In many rice growing areas of the world, E. crassipes has hindered production through competition for nutrients, allelopathy and restricting accessibility, particularly in deepwater rice culture (Smith 1983). These problems have been reported from Bangladesh (Whitton et al. 1988), Sri Lanka (Room and Fernando 1992), and West Bengal in India (Datta and Banerjee 1978), as well as anecdotal evidence from Africa and South East Asian countries. In Europe, E. crassipes has invaded rice fields in Portugal (Figueiredo et al. 1984; Guerreiro 1976).

Eichhornia crassipes infestations intensify mosquito problems by hindering insecticide application, interfering with predators such as fish, increasing habitat for species that attach to plants, and impeding runoff and water circulation (Seabrook 1962). Despite there being numerous references attributing an increase in malaria to E. crassipes infestations, in one of the quantified surveys, Mailu (2001) was unable to show a correlation between the explosion of E. crassipes on Lake Victoria and an increase in the disease. Eichhornia crassipes provides the ideal habitat for the snail vectors (Biomphalaria spp. (Preston 1910) and Bulinus spp. (O.F. Müller, 1801)) of the bilharzia schistosome, and there is some evidence from Ghana that increased infestations of E. crassipes are linked to an increase in the prevalence of this disease (Navarro and Phiri 2000). It also blocks access to water points and, as such, has been linked to an increase in cholera and typhoid (Navarro and Phiri 2000). Furthermore, E. crassipes harbours venomous snakes, crocodiles and hippos, making the collection of water dangerous, sometimes fatal (Gopal 1987; Navarro and Phiri 2000).

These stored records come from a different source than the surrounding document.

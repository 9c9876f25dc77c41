//! Single-URL Pipeline (`spec.md` §4.7): `convert(url, options) -> Artifact`,
//! including the dynamic-content fallback ladder and the transient-error
//! retry policy.
//!
//! Grounded structurally in the teacher's
//! `crawl_engine/page_processor.rs::process_single_page` (page
//! create→navigate→extract→convert→record), generalized away from its
//! circuit-breaker gating to the exact ladder and retry policy `spec.md`
//! specifies (see `DESIGN.md` for why the circuit breaker is not carried
//! forward).

use std::sync::Arc;
use std::time::{Duration, Instant};

use serde::Deserialize;
use serde_json::Value;
use tracing::{info, warn};

use crate::browser::{BrowserCollaborator, PageHandle};
use crate::cache::{self, Cache};
use crate::cleaner;
use crate::config::ConversionOptions;
use crate::converter;
use crate::error::Sf4aiError;
use crate::metadata::{self, PageMetadata};
use crate::model::Artifact;
use crate::rules::RULES;

pub struct PipelineDeps<B: BrowserCollaborator> {
    pub browser: Arc<B>,
    pub cache: Arc<Cache>,
    pub page_timeout: Duration,
    pub max_retries: u32,
    pub retry_delay: Duration,
}

#[derive(Debug, Deserialize)]
struct Richness {
    text_length: usize,
    #[allow(dead_code)]
    element_count: usize,
}

const RICHNESS_SCRIPT: &str = r#"
(() => ({
    text_length: (document.body.innerText || "").length,
    element_count: document.body.getElementsByTagName("*").length,
}))()
"#;

const BODY_HTML_SCRIPT: &str = "document.body.innerHTML";

const SCROLL_SCRIPT: &str = "window.scrollTo(0, document.body.scrollHeight)";

/// Step 1: prepend `https://` when the URL has no scheme; reject anything
/// still unparsable as `InvalidInput`.
fn validate_url(raw: &str) -> Result<String, Sf4aiError> {
    if url::Url::parse(raw).is_ok() {
        return Ok(raw.to_string());
    }
    let with_scheme = format!("https://{raw}");
    url::Url::parse(&with_scheme)
        .map(|_| with_scheme)
        .map_err(|e| Sf4aiError::InvalidInput(format!("malformed URL {raw:?}: {e}")))
}

pub async fn convert<B: BrowserCollaborator + 'static>(
    url: &str,
    options: &ConversionOptions,
    deps: &PipelineDeps<B>,
) -> Result<Artifact, Sf4aiError>
where
    B::Page: 'static,
{
    let url = validate_url(url)?;
    let fingerprint = cache::fingerprint(&url, &options.target_selectors, &options.remove_selectors);

    if !options.no_cache
        && let Some(cached) = deps.cache.get(&fingerprint).await
    {
        info!(url, "cache hit");
        return Ok(cached);
    }

    let mut last_error = None;
    for attempt in 0..=deps.max_retries {
        match try_once(&url, options, deps).await {
            Ok(artifact) => {
                if !options.no_cache {
                    deps.cache.set(&fingerprint, artifact.clone()).await;
                }
                return Ok(artifact);
            }
            Err(e) if e.is_transient() && attempt < deps.max_retries => {
                warn!(url, attempt, error = %e, "transient error, retrying");
                tokio::time::sleep(deps.retry_delay).await;
                last_error = Some(e);
            }
            Err(e) => {
                last_error = Some(e);
                break;
            }
        }
    }

    let error = last_error.expect("loop always runs at least once and records an error on exit");

    if !options.no_cache
        && let Some(cached) = deps.cache.get(&fingerprint).await
    {
        warn!(url, error = %error, "conversion failed, serving cached artifact as emergency fallback");
        return Ok(cached);
    }

    Err(error)
}

/// One attempt through the fallback ladder, on its own fresh page(s).
/// Releases every page it acquires, on every exit path.
async fn try_once<B: BrowserCollaborator + 'static>(
    url: &str,
    options: &ConversionOptions,
    deps: &PipelineDeps<B>,
) -> Result<Artifact, Sf4aiError>
where
    B::Page: 'static,
{
    let page = acquire_and_navigate(url, deps).await?;
    let stage0 = run_stage(&page, deps, options, url, ScrollMode::Conditional, options.aggressive_cleaning).await;
    page.release().await;

    let content = match stage0 {
        Ok(content) if content.markdown.len() >= options.min_content_length => {
            return Ok(content.into_artifact(url));
        }
        Ok(content) => Some(content),
        Err(e) => return Err(e),
    };

    let page = acquire_and_navigate(url, deps).await?;
    let stage1 = run_stage(&page, deps, options, url, ScrollMode::Unconditional, true).await;
    page.release().await;

    let best = match stage1 {
        Ok(c) if c.markdown.len() >= options.min_content_length => return Ok(c.into_artifact(url)),
        Ok(c) => Some(c),
        Err(_) => content,
    };

    let page = acquire_and_navigate(url, deps).await?;
    let stage2 = run_stage(&page, deps, options, url, ScrollMode::Unconditional, false).await;
    page.release().await;

    match stage2 {
        Ok(c) => Ok(c.into_artifact(url)),
        Err(_) => best.map(|c| c.into_artifact(url)).ok_or_else(|| {
            Sf4aiError::ConverterError("all fallback stages failed to produce output".to_string())
        }),
    }
}

struct StageOutput {
    markdown: String,
    metadata: PageMetadata,
}

impl StageOutput {
    fn into_artifact(self, url: &str) -> Artifact {
        let formatted = metadata::format_metadata(&self.metadata);
        Artifact {
            url: url.to_string(),
            metadata: formatted.clone(),
            markdown: Artifact::compose(url, &formatted, &self.markdown),
            timestamp: chrono::Utc::now(),
        }
    }
}

enum ScrollMode {
    Conditional,
    Unconditional,
}

async fn acquire_and_navigate<B: BrowserCollaborator + 'static>(
    url: &str,
    deps: &PipelineDeps<B>,
) -> Result<PageHandle<B>, Sf4aiError>
where
    B::Page: 'static,
{
    let raw_page = deps.browser.acquire_page().await?;
    let page = PageHandle::new(deps.browser.clone(), raw_page);
    deps.browser.navigate(page.page(), url, deps.page_timeout).await?;
    wait_for_content(&page, deps).await?;
    Ok(page)
}

/// Step 3 tail: poll `document.body.innerHTML.length > 0` until the page
/// timeout elapses.
async fn wait_for_content<B: BrowserCollaborator>(
    page: &PageHandle<B>,
    deps: &PipelineDeps<B>,
) -> Result<(), Sf4aiError> {
    let deadline = Instant::now() + deps.page_timeout;
    loop {
        let value = deps.browser.evaluate(page.page(), BODY_HTML_SCRIPT).await?;
        let length = value.as_str().map(str::len).unwrap_or(0);
        if length > 0 {
            return Ok(());
        }
        if Instant::now() >= deadline {
            return Err(Sf4aiError::NavigationError("Navigation timeout".to_string()));
        }
        tokio::time::sleep(Duration::from_millis(50)).await;
    }
}

async fn run_stage<B: BrowserCollaborator>(
    page: &PageHandle<B>,
    deps: &PipelineDeps<B>,
    options: &ConversionOptions,
    url: &str,
    scroll_mode: ScrollMode,
    aggressive_cleaning: bool,
) -> Result<StageOutput, Sf4aiError> {
    let richness: Value = deps.browser.evaluate(page.page(), RICHNESS_SCRIPT).await?;
    let richness: Richness = serde_json::from_value(richness)
        .map_err(|e| Sf4aiError::NavigationError(format!("failed to decode richness probe: {e}")))?;

    let should_scroll = match scroll_mode {
        ScrollMode::Conditional => richness.text_length < options.min_content_length,
        ScrollMode::Unconditional => true,
    };

    if should_scroll {
        deps.browser.evaluate(page.page(), SCROLL_SCRIPT).await?;
        tokio::time::sleep(Duration::from_millis(options.scroll_wait_ms)).await;
    }

    let body_html: Value = deps.browser.evaluate(page.page(), BODY_HTML_SCRIPT).await?;
    let body_html = body_html.as_str().unwrap_or_default();

    let mut stage_options = options.clone();
    stage_options.aggressive_cleaning = aggressive_cleaning;

    let cleaned = cleaner::clean(body_html, &stage_options, &RULES);
    let markdown = converter::convert(&cleaned, &stage_options);
    let page_metadata = metadata::extract(deps.browser.as_ref(), page).await.unwrap_or_else(|e| {
        warn!(url, error = %e, "metadata extraction failed, continuing without it");
        PageMetadata::default()
    });

    Ok(StageOutput { markdown, metadata: page_metadata })
}

#[cfg(test)]
mod tests {
    use super::*;

    #[test]
    fn validate_url_prepends_scheme_when_missing() {
        assert_eq!(validate_url("example.com/page").unwrap(), "https://example.com/page");
    }

    #[test]
    fn validate_url_keeps_explicit_scheme() {
        assert_eq!(validate_url("http://example.com").unwrap(), "http://example.com");
    }

    #[test]
    fn validate_url_rejects_unparsable_input() {
        assert!(validate_url("  not a url at all \t\n").is_err());
    }
}
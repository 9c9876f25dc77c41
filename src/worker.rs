//! Bounded Worker Group (`spec.md` §4.9): runs `f` over `items` with at most
//! `limit` concurrently in flight, collecting results in completion order. A
//! failing `f` yields `Err((error, item))` rather than cancelling its peers.
//!
//! Grounded in the teacher's browser-pool/orchestrator concurrency idiom and
//! `foofork-riptidecrawler`'s `Worker { semaphore: Arc<Semaphore> }` pattern.

use std::future::Future;
use std::sync::Arc;

use futures::stream::{FuturesUnordered, StreamExt};
use tokio::sync::Semaphore;

use crate::error::Sf4aiError;

pub async fn run_bounded<T, F, Fut, R>(
    items: Vec<T>,
    limit: usize,
    f: F,
) -> Vec<Result<R, (Sf4aiError, T)>>
where
    T: Clone + Send + 'static,
    R: Send + 'static,
    F: Fn(T) -> Fut + Send + Sync + 'static,
    Fut: Future<Output = Result<R, Sf4aiError>> + Send + 'static,
{
    let semaphore = Arc::new(Semaphore::new(limit.max(1)));
    let f = Arc::new(f);
    let mut in_flight = FuturesUnordered::new();
    let mut recovery: Vec<T> = Vec::with_capacity(items.len());

    for item in items {
        let semaphore = semaphore.clone();
        let f = f.clone();
        let item_for_result = item.clone();
        recovery.push(item.clone());

        in_flight.push(tokio::spawn(async move {
            let _permit = semaphore
                .acquire_owned()
                .await
                .expect("semaphore is never closed while workers are in flight");
            let outcome = f(item).await;
            (item_for_result, outcome)
        }));
    }

    let mut results = Vec::with_capacity(in_flight.len());
    let mut recovery_iter = recovery.into_iter();
    while let Some(joined) = in_flight.next().await {
        match joined {
            Ok((item, Ok(value))) => {
                let _ = item;
                results.push(Ok(value));
            }
            Ok((item, Err(e))) => results.push(Err((e, item))),
            Err(join_error) => {
                // A panicked task carries no recoverable item; hand back
                // the next un-reconciled clone in submission order as a
                // best-effort association rather than losing the failure.
                let item = recovery_iter
                    .next()
                    .expect("one recovery clone exists per submitted item");
                results.push(Err((
                    Sf4aiError::NavigationError(format!("worker task panicked: {join_error}")),
                    item,
                )));
            }
        }
    }
    results
}

#[cfg(test)]
mod tests {
    use super::*;
    use std::sync::atomic::{AtomicUsize, Ordering};

    #[tokio::test]
    async fn runs_all_items_and_collects_successes() {
        let items = vec![1, 2, 3, 4, 5];
        let results = run_bounded(items, 2, |n: i32| async move { Ok::<_, Sf4aiError>(n * 2) }).await;
        let mut values: Vec<i32> = results.into_iter().filter_map(Result::ok).collect();
        values.sort();
        assert_eq!(values, vec![2, 4, 6, 8, 10]);
    }

    #[tokio::test]
    async fn failing_item_does_not_cancel_peers() {
        let items = vec![1, 2, 3];
        let results = run_bounded(items, 3, |n: i32| async move {
            if n == 2 {
                Err(Sf4aiError::NavigationError("boom".to_string()))
            } else {
                Ok(n)
            }
        })
        .await;

        let successes = results.iter().filter(|r| r.is_ok()).count();
        let failures = results.iter().filter(|r| r.is_err()).count();
        assert_eq!(successes, 2);
        assert_eq!(failures, 1);
    }

    #[tokio::test]
    async fn respects_concurrency_limit() {
        let concurrent = Arc::new(AtomicUsize::new(0));
        let max_seen = Arc::new(AtomicUsize::new(0));
        let items: Vec<usize> = (0..10).collect();

        let c = concurrent.clone();
        let m = max_seen.clone();
        run_bounded(items, 3, move |_n: usize| {
            let c = c.clone();
            let m = m.clone();
            async move {
                let now = c.fetch_add(1, Ordering::SeqCst) + 1;
                m.fetch_max(now, Ordering::SeqCst);
                tokio::time::sleep(std::time::Duration::from_millis(5)).await;
                c.fetch_sub(1, Ordering::SeqCst);
                Ok::<_, Sf4aiError>(())
            }
        })
        .await;

        assert!(max_seen.load(Ordering::SeqCst) <= 3);
    }
}
//! Recursive HTML re-serializer that skips removed nodes and hoists
//! preserved images into the nearest surviving ancestor, in document order.
//!
//! Adapted directly from the teacher's
//! `content_saver/markdown_converter/html_preprocessing/html_cleaning.rs::serialize_html_with_unwrap`,
//! generalized to additionally hoist `<img>` descendants out of a container
//! about to be dropped (`spec.md` §4.5 step 3: "Image preservation").

use std::collections::HashSet;

use ego_tree::NodeId;
use scraper::node::Node;
use scraper::{ElementRef, Selector};
use std::sync::LazyLock;

static IMG_SELECTOR: LazyLock<Selector> =
    LazyLock::new(|| Selector::parse("img").expect("img is a valid selector"));

const VOID_ELEMENTS: &[&str] = &[
    "area", "base", "br", "col", "embed", "hr", "img", "input", "link", "meta", "param", "source",
    "track", "wbr",
];

fn escape_text(text: &str, out: &mut String) {
    for ch in text.chars() {
        match ch {
            '<' => out.push_str("&lt;"),
            '>' => out.push_str("&gt;"),
            '&' => out.push_str("&amp;"),
            c => out.push(c),
        }
    }
}

fn serialize_element(element: &ElementRef, out: &mut String) {
    let name = element.value().name();
    out.push('<');
    out.push_str(name);
    for (attr_name, value) in element.value().attrs() {
        out.push(' ');
        out.push_str(attr_name);
        out.push_str("=\"");
        for ch in value.chars() {
            match ch {
                '"' => out.push_str("&quot;"),
                '&' => out.push_str("&amp;"),
                '<' => out.push_str("&lt;"),
                '>' => out.push_str("&gt;"),
                c => out.push(c),
            }
        }
        out.push('"');
    }
    out.push('>');
    if !VOID_ELEMENTS.contains(&name) {
        out.push_str("</");
        out.push_str(name);
        out.push('>');
    }
}

/// Serialize `element`'s children, skipping anything in `to_remove`. When
/// `hoist_images` is true, an `<img>` nested inside a removed subtree is
/// emitted in its place instead of being dropped, unless its own id is in
/// `explicit_image_removals` (it matched a `removeSelectors` entry
/// directly, per `spec.md` §8's "not removed by an explicit removeSelectors
/// match" carve-out).
pub fn serialize_with_removal(
    element: &ElementRef,
    to_remove: &HashSet<NodeId>,
    explicit_image_removals: &HashSet<NodeId>,
    hoist_images: bool,
    out: &mut String,
) {
    for child in element.children() {
        match child.value() {
            Node::Text(text) => escape_text(text, out),
            Node::Element(_) => {
                let Some(child_elem) = ElementRef::wrap(child) else { continue };
                if to_remove.contains(&child_elem.id()) {
                    if hoist_images {
                        for img in child_elem.select(&IMG_SELECTOR) {
                            if !explicit_image_removals.contains(&img.id()) {
                                serialize_element(&img, out);
                            }
                        }
                    }
                    continue;
                }
                let name = child_elem.value().name();
                out.push('<');
                out.push_str(name);
                for (attr_name, value) in child_elem.value().attrs() {
                    out.push(' ');
                    out.push_str(attr_name);
                    out.push_str("=\"");
                    for ch in value.chars() {
                        match ch {
                            '"' => out.push_str("&quot;"),
                            '&' => out.push_str("&amp;"),
                            '<' => out.push_str("&lt;"),
                            '>' => out.push_str("&gt;"),
                            c => out.push(c),
                        }
                    }
                    out.push('"');
                }
                out.push('>');
                if VOID_ELEMENTS.contains(&name) {
                    continue;
                }
                serialize_with_removal(
                    &child_elem,
                    to_remove,
                    explicit_image_removals,
                    hoist_images,
                    out,
                );
                out.push_str("</");
                out.push_str(name);
                out.push('>');
            }
            Node::Comment(_) => {}
            _ => {}
        }
    }
}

In Europe, E. crassipes has invaded irrigation canals fed by the Guadiana River reducing water supply to important fruit growing areas. Further, the weed in this river system has had an impact on cross-border tourism from Portugal as the river and the Spanish–Portuguese Alqueva Reservoir attracts many tourists annually, who do not wish to see the waterbodies covered by the weed (Ruiz Téllez et al. 2016).

6. Legislation and management

6.1. Legislation

Eichhornia crassipes is on the 100 of the World’s Worst Invasive Alien Species List. These 100 species are a selection from the Global Invasive Species Database, published by the Invasive Species Specialist Group (ISSG), a specialist group of the Species Survival Commission of the International Union for Conservation of Nature, as a contribution to the Global Invasive Species Programme. Many countries have legislation regulating E. crassipes: it is on the USDA/APHIS noxious weeds list, and it is a class 1 noxious weed in Australia, a prohibited weed in New Zealand, a declared invader in Botswana and a Category 1b weed in South Africa. All of these regulations prohibit the importation and sale of the weed and require land users and water authorities to control infestations in an appropriate manner. On the Asian continent, there are several pieces of legislation preventing the possession and trade of E. crassipes, but most of these date back to the early twentieth century, e.g. the Water Hyacinth Act of 1917, Burma (Gutter 2001), 1908 Act in China, Agricultural Pests and Diseases Act of 1919 in Madras, the Water Hyacinth Act of 1926 in Assam, and the Water Hyacinth Act of 1936 in Bengal (Iqbal 2010). Although no recent legislation is in place, this plant is still considered a threat, and governments consider it an unwanted non-native species.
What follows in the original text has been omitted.